Given an array having elements between 0 to 31, find elements which occurs odd number of times without using the extra space.

**Input:** { 5, 8, 2, 5, 8, 2, 8, 5, 1, 8, 2 }

**Output:** The odd occurring elements are: 5, 2, and 1

**Explanation:**

5 occurs 3 times

8 occurs 4 times

2 occurs 3 times

1 occurs 1 times

A simple solution would be to store frequencies of elements of the array in a count array or a map and print elements that have odd frequencies. The advantage of this approach is that it can work on any range of input but it requires extra space.

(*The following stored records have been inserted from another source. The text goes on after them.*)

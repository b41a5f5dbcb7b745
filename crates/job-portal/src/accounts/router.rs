use std::sync::Arc;

use axum::{
    extract::{
        rejection::{JsonRejection, PathRejection},
        Path, State,
    },
    http::StatusCode,
    routing::{delete, get, post, put},
    Json, Router,
};
use serde_json::{json, Value};

use super::domain::{
    EmployerRegistration, EmployerUpdate, JobSeekerRegistration, JobSeekerUpdate, LoginRequest,
    LoginResponse, NewCompany,
};
use super::repository::AccountRepository;
use super::service::AccountService;
use crate::error::ServiceError;

type SharedService<A> = Arc<AccountService<A>>;

/// Router builder for `/user/*` and `/company/*`.
pub fn account_router<A>(service: SharedService<A>) -> Router
where
    A: AccountRepository + 'static,
{
    Router::new()
        .route("/user/register/jobseeker", post(register_seeker_handler::<A>))
        .route("/user/register/employer", post(register_employer_handler::<A>))
        .route("/user/seeker_login", post(seeker_login_handler::<A>))
        .route("/user/employer_login", post(employer_login_handler::<A>))
        .route("/user/logout", post(logout_handler))
        .route("/user/jobseeker/:id", get(seeker_handler::<A>))
        .route("/user/employer/:id", get(employer_handler::<A>))
        .route("/user/update_jobseeker/:id", put(update_seeker_handler::<A>))
        .route("/user/update_employer/:id", put(update_employer_handler::<A>))
        .route("/user/delete_jobseeker/:id", delete(delete_seeker_handler::<A>))
        .route("/user/delete_employer/:id", delete(delete_employer_handler::<A>))
        .route("/company/create_company", post(create_company_handler::<A>))
        .route("/company/get_companies", get(companies_handler::<A>))
        .with_state(service)
}

/// Runs an argon2-bound service call on the blocking pool.
async fn on_blocking_pool<A, T, F>(service: SharedService<A>, call: F) -> Result<T, ServiceError>
where
    A: AccountRepository + 'static,
    T: Send + 'static,
    F: FnOnce(&AccountService<A>) -> Result<T, ServiceError> + Send + 'static,
{
    tokio::task::spawn_blocking(move || call(&service))
        .await
        .map_err(|err| ServiceError::Internal(format!("account task failed: {err}")))?
}

pub(crate) async fn register_seeker_handler<A>(
    State(service): State<SharedService<A>>,
    body: Result<Json<JobSeekerRegistration>, JsonRejection>,
) -> Result<(StatusCode, Json<Value>), ServiceError>
where
    A: AccountRepository + 'static,
{
    let Json(registration) = body?;
    let profile =
        on_blocking_pool(service, move |svc| svc.register_job_seeker(registration)).await?;
    Ok((
        StatusCode::CREATED,
        Json(json!({
            "success": true,
            "message": "Job Seeker registered successfully",
            "id": profile.id,
            "profile": profile,
        })),
    ))
}

pub(crate) async fn register_employer_handler<A>(
    State(service): State<SharedService<A>>,
    body: Result<Json<EmployerRegistration>, JsonRejection>,
) -> Result<(StatusCode, Json<Value>), ServiceError>
where
    A: AccountRepository + 'static,
{
    let Json(registration) = body?;
    let profile = on_blocking_pool(service, move |svc| svc.register_employer(registration)).await?;
    Ok((
        StatusCode::CREATED,
        Json(json!({
            "success": true,
            "message": "Employer registered successfully",
            "id": profile.id,
            "profile": profile,
        })),
    ))
}

pub(crate) async fn seeker_login_handler<A>(
    State(service): State<SharedService<A>>,
    body: Result<Json<LoginRequest>, JsonRejection>,
) -> Result<Json<LoginResponse>, ServiceError>
where
    A: AccountRepository + 'static,
{
    let Json(request) = body?;
    let response = on_blocking_pool(service, move |svc| svc.seeker_login(request)).await?;
    Ok(Json(response))
}

pub(crate) async fn employer_login_handler<A>(
    State(service): State<SharedService<A>>,
    body: Result<Json<LoginRequest>, JsonRejection>,
) -> Result<Json<LoginResponse>, ServiceError>
where
    A: AccountRepository + 'static,
{
    let Json(request) = body?;
    let response = on_blocking_pool(service, move |svc| svc.employer_login(request)).await?;
    Ok(Json(response))
}

/// Sessions are not tracked server side.
pub(crate) async fn logout_handler() -> Json<Value> {
    Json(json!({ "message": "Logout successful" }))
}

pub(crate) async fn seeker_handler<A>(
    State(service): State<SharedService<A>>,
    path: Result<Path<i64>, PathRejection>,
) -> Result<Json<Value>, ServiceError>
where
    A: AccountRepository + 'static,
{
    let Path(id) = path?;
    let profile = service.job_seeker(id)?;
    Ok(Json(json!({ "profile": profile })))
}

pub(crate) async fn employer_handler<A>(
    State(service): State<SharedService<A>>,
    path: Result<Path<i64>, PathRejection>,
) -> Result<Json<Value>, ServiceError>
where
    A: AccountRepository + 'static,
{
    let Path(id) = path?;
    let profile = service.employer(id)?;
    Ok(Json(json!({ "profile": profile })))
}

pub(crate) async fn update_seeker_handler<A>(
    State(service): State<SharedService<A>>,
    path: Result<Path<i64>, PathRejection>,
    body: Result<Json<JobSeekerUpdate>, JsonRejection>,
) -> Result<Json<Value>, ServiceError>
where
    A: AccountRepository + 'static,
{
    let Path(id) = path?;
    let Json(update) = body?;
    let profile = on_blocking_pool(service, move |svc| svc.update_job_seeker(id, update)).await?;
    Ok(Json(json!({
        "message": "Job Seeker profile updated successfully",
        "profile": profile,
    })))
}

pub(crate) async fn update_employer_handler<A>(
    State(service): State<SharedService<A>>,
    path: Result<Path<i64>, PathRejection>,
    body: Result<Json<EmployerUpdate>, JsonRejection>,
) -> Result<Json<Value>, ServiceError>
where
    A: AccountRepository + 'static,
{
    let Path(id) = path?;
    let Json(update) = body?;
    let profile = on_blocking_pool(service, move |svc| svc.update_employer(id, update)).await?;
    Ok(Json(json!({
        "message": "Employer profile updated successfully",
        "profile": profile,
    })))
}

pub(crate) async fn delete_seeker_handler<A>(
    State(service): State<SharedService<A>>,
    path: Result<Path<i64>, PathRejection>,
) -> Result<Json<Value>, ServiceError>
where
    A: AccountRepository + 'static,
{
    let Path(id) = path?;
    service.delete_job_seeker(id)?;
    Ok(Json(json!({ "message": "User deleted successfully" })))
}

pub(crate) async fn delete_employer_handler<A>(
    State(service): State<SharedService<A>>,
    path: Result<Path<i64>, PathRejection>,
) -> Result<Json<Value>, ServiceError>
where
    A: AccountRepository + 'static,
{
    let Path(id) = path?;
    service.delete_employer(id)?;
    Ok(Json(json!({ "message": "User deleted successfully" })))
}

pub(crate) async fn create_company_handler<A>(
    State(service): State<SharedService<A>>,
    body: Result<Json<NewCompany>, JsonRejection>,
) -> Result<(StatusCode, Json<Value>), ServiceError>
where
    A: AccountRepository + 'static,
{
    let Json(company) = body?;
    let company = service.create_company(company)?;
    Ok((
        StatusCode::CREATED,
        Json(json!({
            "success": true,
            "message": "Company created successfully",
            "company": company,
        })),
    ))
}

pub(crate) async fn companies_handler<A>(
    State(service): State<SharedService<A>>,
) -> Result<Json<Value>, ServiceError>
where
    A: AccountRepository + 'static,
{
    let companies = service.companies()?;
    Ok(Json(json!({ "companies": companies })))
}
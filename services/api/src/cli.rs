use crate::server;
use clap::{Args, Parser, Subcommand};
use job_portal::config::AppConfig;
use job_portal::error::AppError;
use job_portal::persistence::SqliteStore;

#[derive(Parser, Debug)]
#[command(
    name = "job-portal-api",
    about = "Run the job portal HTTP service",
    version
)]
struct Cli {
    #[command(subcommand)]
    command: Option<Command>,
}

#[derive(Subcommand, Debug)]
enum Command {
    /// Start the HTTP service (default command)
    Serve(ServeArgs),
    /// Create or validate the database schema, then exit
    InitDb(InitDbArgs),
}

#[derive(Args, Debug, Default)]
pub(crate) struct ServeArgs {
    /// Override the configured host for the HTTP server
    #[arg(long)]
    pub(crate) host: Option<String>,
    /// Override the configured port for the HTTP server
    #[arg(long)]
    pub(crate) port: Option<u16>,
    /// Override the configured database path
    #[arg(long)]
    pub(crate) database: Option<String>,
}

#[derive(Args, Debug, Default)]
pub(crate) struct InitDbArgs {
    /// Database path; defaults to DATABASE_URL
    #[arg(long)]
    pub(crate) database: Option<String>,
}

pub(crate) async fn run() -> Result<(), AppError> {
    let cli = Cli::parse();
    let command = cli
        .command
        .unwrap_or_else(|| Command::Serve(ServeArgs::default()));

    match command {
        Command::Serve(args) => server::run(args).await,
        Command::InitDb(args) => init_db(args),
    }
}

fn init_db(args: InitDbArgs) -> Result<(), AppError> {
    let url = match args.database {
        Some(url) => url,
        None => AppConfig::load()?.database.url,
    };
    let store = SqliteStore::open(&url)?;
    store.ping()?;
    println!("database ready at {url}");
    Ok(())
}

#[cfg(test)]
mod tests {
    use super::*;
    use clap::CommandFactory;

    #[test]
    fn cli_definition_is_consistent() {
        Cli::command().debug_assert();
    }

    #[test]
    fn serve_accepts_overrides() {
        let cli = Cli::try_parse_from([
            "job-portal-api",
            "serve",
            "--host",
            "0.0.0.0",
            "--port",
            "9000",
            "--database",
            ":memory:",
        ])
        .expect("arguments parse");
        match cli.command {
            Some(Command::Serve(args)) => {
                assert_eq!(args.host.as_deref(), Some("0.0.0.0"));
                assert_eq!(args.port, Some(9000));
                assert_eq!(args.database.as_deref(), Some(":memory:"));
            }
            other => panic!("expected serve, got {other:?}"),
        }
    }

    #[test]
    fn init_db_creates_in_memory_schema() {
        init_db(InitDbArgs {
            database: Some(":memory:".to_string()),
        })
        .expect("schema created");
    }
}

In order to solve this problem in constant space, bitwise XOR operator can be used. We know that result of a XOR operation is 0 if both first bit and second bit are 0 or both are 1, and the result is 1 only if only either the first bit is 1 or only the second bit is 1.

To illustrate, consider the input array `A[] = { 5, 8, 2, 5, 8, 2, 8, 5, 1, 8, 2 }`. If we consider each element of the array, right shift 1 by its value, and take XOR of all the results, we will get `00000000 00000000 00000000 00100110`.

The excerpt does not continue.